Un’analisi recentemente pubblicata mette in luce come il gap di costo tra la produzione di moduli fotovoltaici in Europa e in Cina – oggi pari a circa il 40% – possa essere ridotto a meno del 10% con le giuste strategie politiche e industriali.
Secondo lo studio, l’Europa potrebbe arrivare a una capacità produttiva di 30 GW l’anno entro 5 anni, rafforzando la propria indipendenza tecnologica e creando migliaia di nuovi posti di lavoro qualificati.
Reshoring del fotovoltaico: un’opportunità per l’Europa
Il rientro delle attività manifatturiere nel Vecchio Continente è possibile, ma richiede una forte sinergia tra istituzioni e settore privato. Il rapporto commissionato da SolarPower Europe e sviluppato dal Fraunhofer ISE individua le principali voci di costo che oggi penalizzano la competitività europea, proponendo misure mirate per rilanciare la filiera in linea con gli obiettivi del Net-Zero Industry Act 2030.
Walburga Hemetsberger, CEO di SolarPower Europe, sottolinea: “Con politiche adeguate, l’Europa può raggiungere in tempi brevi 30 GW di produzione solare domestica, stimolando occupazione e innovazione, e mantenendo sul territorio il valore economico generato dalla transizione energetica”.
La leadership cinese nella supply chain globale
La Cina oggi domina l’intera catena del valore del fotovoltaico: produce la maggior parte del polisilicio, dei wafer, delle celle e dei moduli, controllando oltre l’80% della capacità produttiva mondiale.
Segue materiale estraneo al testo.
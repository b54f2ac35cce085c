use std::fs::File;
use std::io::{self, BufRead, BufReader, BufWriter, Write};

use qwire::frame::MessageWriter;
use qwire::ninep::Message;

use crate::cmd::decode::open_input;
use crate::cmd::EncodeArgs;
use crate::exit::{frame_error, io_error, CliError, CliResult, DATA_INVALID, SUCCESS};

pub fn run(args: EncodeArgs) -> CliResult<i32> {
    let input = BufReader::new(open_input(args.input.as_deref())?);
    let output: Box<dyn Write> = match &args.output {
        Some(path) => Box::new(File::create(path).map_err(|err| {
            io_error(&format!("failed creating {}", path.display()), err)
        })?),
        None => Box::new(io::stdout().lock()),
    };

    let encoded = encode_lines(input, BufWriter::new(output))?;
    tracing::info!(encoded, "encode finished");
    Ok(SUCCESS)
}

/// Encode one frame per JSON line. Blank lines and `#` comments are skipped.
fn encode_lines<R: BufRead, W: Write>(input: R, output: W) -> CliResult<usize> {
    let mut writer = MessageWriter::new(output, qwire::default_protocol());
    let mut encoded = 0usize;

    for (index, line) in input.lines().enumerate() {
        let line_no = index + 1;
        let line = line.map_err(|err| io_error("failed reading input", err))?;
        let trimmed = line.trim();
        if trimmed.is_empty() || trimmed.starts_with('#') {
            continue;
        }

        let message: Message = serde_json::from_str(trimmed).map_err(|err| {
            CliError::new(
                DATA_INVALID,
                format!("line {line_no}: invalid message: {err}"),
            )
        })?;

        writer
            .write_message(&message)
            .map_err(|err| frame_error(&format!("line {line_no}: encode failed"), err))?;
        tracing::debug!(line = line_no, name = message.name(), tag = message.tag(), "encoded message");
        encoded += 1;
    }

    Ok(encoded)
}
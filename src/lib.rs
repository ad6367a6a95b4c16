//! vault-export - password-protected export envelopes
//!
//! Turns sensitive application data (for example a vault dump) into a
//! self-describing encrypted envelope, and back again given the same password.
//!
//! # Architecture
//!
//! - `codec`: base64 transport encoding
//! - `crypto`: key derivation and AEAD ports with Argon2id / XSalsa20-Poly1305 adapters
//! - `export`: the envelope record and the encrypt/decrypt orchestration
//! - `error`: custom error types
//! - `config`, `file_io`, `cli`: the command-line front end
//!
//! # Example
//!
//! ```rust,no_run
//! use vault_export::{decrypt_export_data, encrypt_export_data};
//!
//! let envelope = encrypt_export_data("hello world", "correct-horse")?;
//! let json = envelope.to_json()?;
//! assert_eq!(decrypt_export_data(&envelope, "correct-horse")?, "hello world");
//! # let _ = json;
//! # Ok::<(), vault_export::ExportError>(())
//! ```
//!
//! Key derivation is deliberately slow and memory-hard. Callers on an event
//! loop should run encrypt/decrypt on a worker thread.

pub mod cli;
pub mod codec;
pub mod config;
pub mod crypto;
pub mod error;
pub mod export;
pub mod file_io;

pub use error::{ExportError, ExportResult};
pub use export::{decrypt_export_data, encrypt_export_data, EncryptedExport, ExportCipher};
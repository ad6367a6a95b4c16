//! File I/O utilities with atomic writes
//!
//! Envelopes and decrypted exports are written to a temp file and renamed
//! into place so a crash never leaves a half-written file behind.

use std::fs::{self, File};
use std::io::{BufWriter, Write};
use std::path::Path;

use crate::error::{ExportError, ExportResult};
use crate::export::EncryptedExport;

/// Read a file's full contents
pub fn read_bytes<P: AsRef<Path>>(path: P) -> ExportResult<Vec<u8>> {
    let path = path.as_ref();
    fs::read(path).map_err(|e| ExportError::Io(format!("Failed to read {}: {}", path.display(), e)))
}

/// Read and parse an envelope from a JSON file
pub fn read_envelope<P: AsRef<Path>>(path: P) -> ExportResult<EncryptedExport> {
    let path = path.as_ref();
    let contents = fs::read_to_string(path)
        .map_err(|e| ExportError::Io(format!("Failed to read {}: {}", path.display(), e)))?;

    EncryptedExport::from_json(&contents)
}

/// Write bytes to a file atomically (write to temp, then rename)
pub fn write_atomic<P: AsRef<Path>>(path: P, data: &[u8]) -> ExportResult<()> {
    let path = path.as_ref();

    if let Some(parent) = path.parent().filter(|p| !p.as_os_str().is_empty()) {
        fs::create_dir_all(parent).map_err(|e| {
            ExportError::Io(format!(
                "Failed to create directory {}: {}",
                parent.display(),
                e
            ))
        })?;
    }

    // Temp file in the same directory so the rename stays on one filesystem
    let mut temp_name = path.as_os_str().to_owned();
    temp_name.push(".tmp");
    let temp_path = Path::new(&temp_name);

    let file = File::create(temp_path)
        .map_err(|e| ExportError::Io(format!("Failed to create temp file: {}", e)))?;

    let mut writer = BufWriter::new(file);
    writer
        .write_all(data)
        .map_err(|e| ExportError::Io(format!("Failed to write data: {}", e)))?;

    writer
        .flush()
        .map_err(|e| ExportError::Io(format!("Failed to flush data: {}", e)))?;

    writer
        .get_ref()
        .sync_all()
        .map_err(|e| ExportError::Io(format!("Failed to sync data: {}", e)))?;

    fs::rename(temp_path, path).map_err(|e| {
        let _ = fs::remove_file(temp_path);
        ExportError::Io(format!("Failed to rename temp file: {}", e))
    })?;

    Ok(())
}

#[cfg(test)]
mod tests {
    use super::*;
    use tempfile::TempDir;

    #[test]
    fn test_write_atomic_and_read_back() {
        let temp_dir = TempDir::new().unwrap();
        let path = temp_dir.path().join("out").join("export.json");

        write_atomic(&path, b"{\"encrypted\": false}").unwrap();

        assert_eq!(read_bytes(&path).unwrap(), b"{\"encrypted\": false}");
        assert!(!temp_dir.path().join("out").join("export.json.tmp").exists());
    }

    #[test]
    fn test_write_atomic_overwrites() {
        let temp_dir = TempDir::new().unwrap();
        let path = temp_dir.path().join("data.bin");

        write_atomic(&path, b"first").unwrap();
        write_atomic(&path, b"second").unwrap();

        assert_eq!(read_bytes(&path).unwrap(), b"second");
    }

    #[test]
    fn test_read_envelope() {
        let temp_dir = TempDir::new().unwrap();
        let path = temp_dir.path().join("export.json");
        fs::write(&path, r#"{"encrypted": false}"#).unwrap();

        let envelope = read_envelope(&path).unwrap();
        assert!(!envelope.is_encrypted());
    }

    #[test]
    fn test_missing_file_is_io_error() {
        let temp_dir = TempDir::new().unwrap();
        let err = read_envelope(temp_dir.path().join("missing.json")).unwrap_err();
        assert!(matches!(err, ExportError::Io(_)));
    }
}
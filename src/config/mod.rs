//! Configuration module for vault-export
//!
//! - Config directory resolution
//! - User settings persistence (KDF cost parameters, output format)

pub mod paths;
pub mod settings;

pub use paths::ExportPaths;
pub use settings::Settings;
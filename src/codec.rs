//! Transport codec
//!
//! Lossless conversion between raw bytes and the base64 text form that is
//! handed to the crypto ports and stored in the envelope.

use base64::{engine::general_purpose::STANDARD, DecodeError, Engine};

/// Encode bytes to standard (padded) base64
pub fn encode(bytes: impl AsRef<[u8]>) -> String {
    STANDARD.encode(bytes)
}

/// Decode standard base64 back to bytes
pub fn decode(text: &str) -> Result<Vec<u8>, DecodeError> {
    STANDARD.decode(text)
}

#[cfg(test)]
mod tests {
    use super::*;

    #[test]
    fn test_encode_known_value() {
        assert_eq!(encode("hello world"), "aGVsbG8gd29ybGQ=");
        assert_eq!(encode(""), "");
    }

    #[test]
    fn test_unicode_and_binary_survive() {
        let text = "pässwörd 🔐 日本語";
        assert_eq!(decode(&encode(text)).unwrap(), text.as_bytes());

        let binary: Vec<u8> = (0..=255).collect();
        assert_eq!(decode(&encode(&binary)).unwrap(), binary);
    }

    #[test]
    fn test_decode_rejects_garbage() {
        assert!(decode("not base64!").is_err());
    }
}
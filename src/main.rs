use anyhow::Result;
use clap::{Parser, Subcommand};
use tracing_subscriber::EnvFilter;

use vault_export::cli::{handle_export_command, ExportCommands};
use vault_export::config::{paths::ExportPaths, settings::Settings};
use vault_export::export::{EXPORT_ALGORITHM, EXPORT_FORMAT_VERSION, EXPORT_KDF};

#[derive(Parser)]
#[command(
    name = "vault-export",
    author = "Kaylee Beyene",
    version,
    about = "Password-protected export envelopes for sensitive vault data",
    long_about = "vault-export seals a file into a self-describing encrypted envelope \
                  (Argon2id key derivation, XSalsa20-Poly1305 encryption) and opens \
                  it again with the same password."
)]
struct Cli {
    #[command(subcommand)]
    command: Commands,
}

#[derive(Subcommand)]
enum Commands {
    #[command(flatten)]
    Export(ExportCommands),

    /// Show current configuration and paths
    Config,
}

fn main() -> Result<()> {
    tracing_subscriber::fmt()
        .with_env_filter(
            EnvFilter::try_from_default_env().unwrap_or_else(|_| EnvFilter::new("warn")),
        )
        .with_writer(std::io::stderr)
        .init();

    let cli = Cli::parse();

    let paths = ExportPaths::new()?;
    let settings = Settings::load_or_create(&paths)?;

    match cli.command {
        Commands::Export(cmd) => handle_export_command(&settings, cmd)?,
        Commands::Config => {
            println!("vault-export Configuration");
            println!("==========================");
            println!();
            println!("Config directory: {}", paths.base_dir().display());
            println!("Settings file:    {}", paths.settings_file().display());
            println!();
            println!("Envelope version: {}", EXPORT_FORMAT_VERSION);
            println!("Algorithm:        {}", EXPORT_ALGORITHM);
            println!("KDF:              {}", EXPORT_KDF);
            println!("  Memory Cost:    {} KiB", settings.kdf.memory_cost);
            println!("  Time Cost:      {} iterations", settings.kdf.time_cost);
            println!("  Parallelism:    {} lanes", settings.kdf.parallelism);
            println!("Pretty output:    {}", settings.pretty_output);
        }
    }

    Ok(())
}
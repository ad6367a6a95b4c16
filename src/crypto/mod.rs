//! Cryptographic ports and adapters for vault-export
//!
//! The export cipher talks to two narrow ports so the primitive library can
//! be swapped without touching envelope or orchestration logic:
//!
//! - [`KeyDerivation`], implemented by [`Argon2Kdf`] (Argon2id)
//! - [`AeadCipher`], implemented by [`XSalsa20Poly1305Cipher`]

pub mod encryption;
pub mod key_derivation;
pub mod secure_memory;

pub use encryption::{AeadCipher, OpenOutcome, SealedPayload, XSalsa20Poly1305Cipher};
pub use key_derivation::{Argon2Kdf, DerivedKey, KdfParams, KeyDerivation, KeyDerivationResult};
pub use secure_memory::SecureString;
Eppure, all’inizio degli anni 2000, l’industria era concentrata soprattutto in Germania, Giappone e Stati Uniti. Il sorpasso cinese è stato reso possibile da ingenti investimenti (oltre 50 miliardi di dollari dal 2011), politiche di protezione industriale e incentivi mirati che hanno portato alla creazione di più di 300.000 posti di lavoro nel settore manifatturiero solare.
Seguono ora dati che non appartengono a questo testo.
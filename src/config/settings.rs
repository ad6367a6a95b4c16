//! User settings for vault-export
//!
//! Holds the Argon2id cost parameters and output preferences. The KDF
//! parameters are not recorded in envelopes, so an export can only be opened
//! with the same parameters it was sealed with.

use serde::{Deserialize, Serialize};

use super::paths::ExportPaths;
use crate::crypto::KdfParams;
use crate::error::ExportError;

/// User settings for vault-export
#[derive(Debug, Clone, PartialEq, Eq, Serialize, Deserialize)]
pub struct Settings {
    /// Schema version for migration support
    #[serde(default = "default_schema_version")]
    pub schema_version: u32,

    /// Argon2id cost parameters
    #[serde(default)]
    pub kdf: KdfParams,

    /// Write envelopes as pretty-printed JSON
    #[serde(default = "default_pretty_output")]
    pub pretty_output: bool,
}

fn default_schema_version() -> u32 {
    1
}

fn default_pretty_output() -> bool {
    true
}

impl Default for Settings {
    fn default() -> Self {
        Self {
            schema_version: default_schema_version(),
            kdf: KdfParams::default(),
            pretty_output: default_pretty_output(),
        }
    }
}

impl Settings {
    /// Load settings from disk, writing the defaults on first run
    pub fn load_or_create(paths: &ExportPaths) -> Result<Self, ExportError> {
        let settings_path = paths.settings_file();

        if !settings_path.exists() {
            let settings = Settings::default();
            settings.save(paths)?;
            return Ok(settings);
        }

        let contents = std::fs::read_to_string(&settings_path)
            .map_err(|e| ExportError::Io(format!("Failed to read settings file: {}", e)))?;

        serde_json::from_str(&contents)
            .map_err(|e| ExportError::Config(format!("Failed to parse settings file: {}", e)))
    }

    /// Save settings to disk
    pub fn save(&self, paths: &ExportPaths) -> Result<(), ExportError> {
        paths.ensure_directories()?;

        let contents = serde_json::to_string_pretty(self)
            .map_err(|e| ExportError::Config(format!("Failed to serialize settings: {}", e)))?;

        std::fs::write(paths.settings_file(), contents)
            .map_err(|e| ExportError::Io(format!("Failed to write settings file: {}", e)))?;

        Ok(())
    }
}

#[cfg(test)]
mod tests {
    use super::*;
    use tempfile::TempDir;

    #[test]
    fn test_default_settings() {
        let settings = Settings::default();
        assert_eq!(settings.schema_version, 1);
        assert_eq!(settings.kdf, KdfParams::default());
        assert!(settings.pretty_output);
    }

    #[test]
    fn test_missing_file_writes_defaults() {
        let temp_dir = TempDir::new().unwrap();
        let paths = ExportPaths::with_base_dir(temp_dir.path().join("nested").join("config"));
        assert!(!paths.settings_file().exists());

        assert_eq!(Settings::load_or_create(&paths).unwrap(), Settings::default());
        assert!(paths.settings_file().exists());

        let written: Settings =
            serde_json::from_str(&std::fs::read_to_string(paths.settings_file()).unwrap()).unwrap();
        assert_eq!(written, Settings::default());
        assert_eq!(Settings::load_or_create(&paths).unwrap(), Settings::default());
    }

    #[test]
    fn test_save_and_load() {
        let temp_dir = TempDir::new().unwrap();
        let paths = ExportPaths::with_base_dir(temp_dir.path().to_path_buf());

        let settings = Settings {
            kdf: KdfParams::with_values(19456, 2, 1),
            pretty_output: false,
            ..Settings::default()
        };
        settings.save(&paths).unwrap();

        let loaded = Settings::load_or_create(&paths).unwrap();
        assert_eq!(loaded, settings);
    }

    #[test]
    fn test_partial_file_fills_defaults() {
        let temp_dir = TempDir::new().unwrap();
        let paths = ExportPaths::with_base_dir(temp_dir.path().to_path_buf());
        std::fs::write(paths.settings_file(), r#"{"pretty_output": false}"#).unwrap();

        let loaded = Settings::load_or_create(&paths).unwrap();
        assert!(!loaded.pretty_output);
        assert_eq!(loaded.kdf, KdfParams::default());
    }

    #[test]
    fn test_invalid_file_is_config_error() {
        let temp_dir = TempDir::new().unwrap();
        let paths = ExportPaths::with_base_dir(temp_dir.path().to_path_buf());
        std::fs::write(paths.settings_file(), "{ not json").unwrap();

        let err = Settings::load_or_create(&paths).unwrap_err();
        assert!(matches!(err, ExportError::Config(_)));
    }
}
L’impatto dell’overcapacity cinese
La recente sovrapproduzione di moduli in Cina ha determinato un drastico calo dei prezzi globali, che ha colpito non solo i produttori europei ma anche le stesse aziende cinesi, oggi alle prese con margini ridotti e perdite miliardarie.
La situazione in Europa
Oggi la capacità produttiva europea complessiva non supera i 10 GWp annui, con diversi stabilimenti ridimensionati o chiusi negli ultimi anni. Tuttavia, esistono già capacità inattive che, se riattivate e integrate con nuovi investimenti, potrebbero portare a un sistema produttivo in grado di raggiungere entro il 2030:
- 9 GWp di silicio policristallino,
- 10 GWp di ingot,
- 10 GWp di wafer,
- 27 GWp di celle,
- oltre 44 GWp di moduli fotovoltaici.
Differenze di costo: Europa vs Cina
Produrre un modulo in Europa costa oggi circa 10,3 centesimi di euro/Wp in più rispetto alla Cina. Il divario deriva principalmente da:
- costi di impianti e stabilimenti più alti (+110%),
- salari e oneri del lavoro significativamente superiori (+280%),
- attrezzature più care (+40%),
- utenze e materie prime più costose (fino al +60%).
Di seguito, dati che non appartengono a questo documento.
//! Packaging pipeline artifacts into a zip archive.

use serde::{Deserialize, Serialize};
use std::collections::HashSet;
use std::fs::File;
use std::io::Write;
use std::path::{Path, PathBuf};
use zip::write::SimpleFileOptions;
use zip::{CompressionMethod, ZipWriter};

use crate::result::WithError;
use crate::utils::{file_extension, sanitize_filename};
use crate::InsightError;

/// One member of the archive, either inline text or a file on disk
#[derive(Debug, Clone, PartialEq, Eq)]
pub enum ArchiveEntry {
    Content { name: String, content: String },
    File { name: String, path: PathBuf },
}

impl ArchiveEntry {
    pub fn name(&self) -> &str {
        match self {
            ArchiveEntry::Content { name, .. } | ArchiveEntry::File { name, .. } => name,
        }
    }
}

/// Artifacts a pipeline can put into its archive
#[derive(Debug, Clone, Copy, PartialEq, Eq, Hash, PartialOrd, Ord, Serialize, Deserialize, clap::ValueEnum)]
#[serde(rename_all = "lowercase")]
pub enum ArchiveInclude {
    Video,
    Transcription,
    Metadata,
    Result,
}

impl ArchiveInclude {
    pub const ALL: [ArchiveInclude; 4] = [
        ArchiveInclude::Video,
        ArchiveInclude::Transcription,
        ArchiveInclude::Metadata,
        ArchiveInclude::Result,
    ];
}

/// Where to write the archive, what goes in, and an optional base name
#[derive(Debug, Clone, PartialEq, Eq)]
pub struct ArchiveConfig {
    pub output_path: PathBuf,
    pub include: Vec<ArchiveInclude>,
    pub filename: Option<String>,
}

impl ArchiveConfig {
    pub fn includes(&self, tag: ArchiveInclude) -> bool {
        self.include.contains(&tag)
    }
}

/// The finished result of a pipeline, as it should appear in the archive
#[derive(Debug, Clone, Copy)]
pub struct ResultArtifact<'a> {
    pub content: &'a str,
    /// Member stem used when no custom filename is given (`recipe`, `summary`)
    pub default_stem: &'a str,
    pub extension: &'a str,
}

/// Everything a pipeline produced that could be archived
#[derive(Debug, Clone, Copy, Default)]
pub struct ArchiveSources<'a> {
    pub video: Option<&'a Path>,
    pub transcription: Option<&'a str>,
    pub metadata: Option<&'a Path>,
    pub result: Option<ResultArtifact<'a>>,
}

/// Build the member list by filtering the closed include set.
///
/// With a custom filename the video and the result are named `<filename>.<ext>`;
/// the transcript and metadata keep their fixed names. Requested artifacts the
/// pipeline did not produce are skipped.
pub fn plan_entries(config: &ArchiveConfig, sources: &ArchiveSources<'_>) -> Vec<ArchiveEntry> {
    let custom = config.filename.as_deref().map(sanitize_filename);

    ArchiveInclude::ALL
        .iter()
        .filter(|tag| config.includes(**tag))
        .filter_map(|tag| match tag {
            ArchiveInclude::Video => sources.video.map(|path| {
                let ext = file_extension(path).unwrap_or_else(|| "mp4".to_string());
                let stem = custom.as_deref().unwrap_or("video");
                ArchiveEntry::File {
                    name: format!("{}.{}", stem, ext),
                    path: path.to_path_buf(),
                }
            }),
            ArchiveInclude::Transcription => sources.transcription.map(|text| ArchiveEntry::Content {
                name: "transcription.txt".to_string(),
                content: text.to_string(),
            }),
            ArchiveInclude::Metadata => sources.metadata.map(|path| ArchiveEntry::File {
                name: "metadata.json".to_string(),
                path: path.to_path_buf(),
            }),
            ArchiveInclude::Result => sources.result.map(|result| {
                let stem = custom.as_deref().unwrap_or(result.default_stem);
                ArchiveEntry::Content {
                    name: format!("{}.{}", stem, result.extension),
                    content: result.content.to_string(),
                }
            }),
        })
        .collect()
}

/// Write `entries` into a new zip at `output_path` (deflate, level 9).
pub async fn create_archive(output_path: &Path, entries: Vec<ArchiveEntry>) -> WithError<PathBuf> {
    let output_path = output_path.to_path_buf();

    tokio::task::spawn_blocking(move || write_zip(&output_path, &entries).map(|_| output_path))
        .await
        .map_err(|e| InsightError::Archive(e.to_string()))?
}

fn archive_err(e: impl std::fmt::Display) -> InsightError {
    InsightError::Archive(e.to_string())
}

fn write_zip(output_path: &Path, entries: &[ArchiveEntry]) -> WithError<()> {
    if let Some(parent) = output_path.parent().filter(|p| !p.as_os_str().is_empty()) {
        std::fs::create_dir_all(parent).map_err(archive_err)?;
    }

    let file = File::create(output_path).map_err(archive_err)?;
    let mut zip = ZipWriter::new(file);
    let options = SimpleFileOptions::default()
        .compression_method(CompressionMethod::Deflated)
        .compression_level(Some(9));

    let mut seen = HashSet::new();
    for entry in entries {
        let name = sanitize_filename(entry.name());
        if !seen.insert(name.clone()) {
            return Err(InsightError::Archive(format!("duplicate archive member {}", name)));
        }

        zip.start_file(name.as_str(), options).map_err(archive_err)?;
        match entry {
            ArchiveEntry::Content { content, .. } => {
                zip.write_all(content.as_bytes()).map_err(archive_err)?;
            }
            ArchiveEntry::File { path, .. } => {
                let mut source = File::open(path)
                    .map_err(|e| InsightError::Archive(format!("{}: {}", path.display(), e)))?;
                std::io::copy(&mut source, &mut zip).map_err(archive_err)?;
            }
        }
        tracing::debug!(member = %name, "Added archive member");
    }

    zip.finish().map_err(archive_err)?;
    tracing::info!(path = %output_path.display(), members = entries.len(), "Archive written");
    Ok(())
}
Per il mercato utility, un sistema con moduli al 100% europei ha un costo stimato di 0,608 €/Wp, contro i 0,500 €/Wp del Made in China, con un LCOE più alto del 14,5%.
Come ridurre il gap
Secondo Fraunhofer ISE, il divario può scendere sotto il 10% grazie a un mix di politiche mirate che includano incentivi CAPEX e OPEX, sostegni legati all’output produttivo e impianti industriali di almeno 5 GWp di scala.
Gli investimenti necessari si stimano in 1,4-5,2 miliardi di euro annui, con un ritorno economico significativo: fino al 39% dei costi coperti da benefici macroeconomici, come nuove entrate fiscali e sociali e circa 2.700 nuovi posti di lavoro qualificati per ogni GWp/anno installato.
In sintesi: il futuro della manifattura solare europea è possibile. Con decisioni politiche coraggiose e investimenti mirati, l’Europa può recuperare competitività, ridurre la dipendenza dalla Cina e guidare la transizione energetica con una filiera solare resiliente e sostenibile.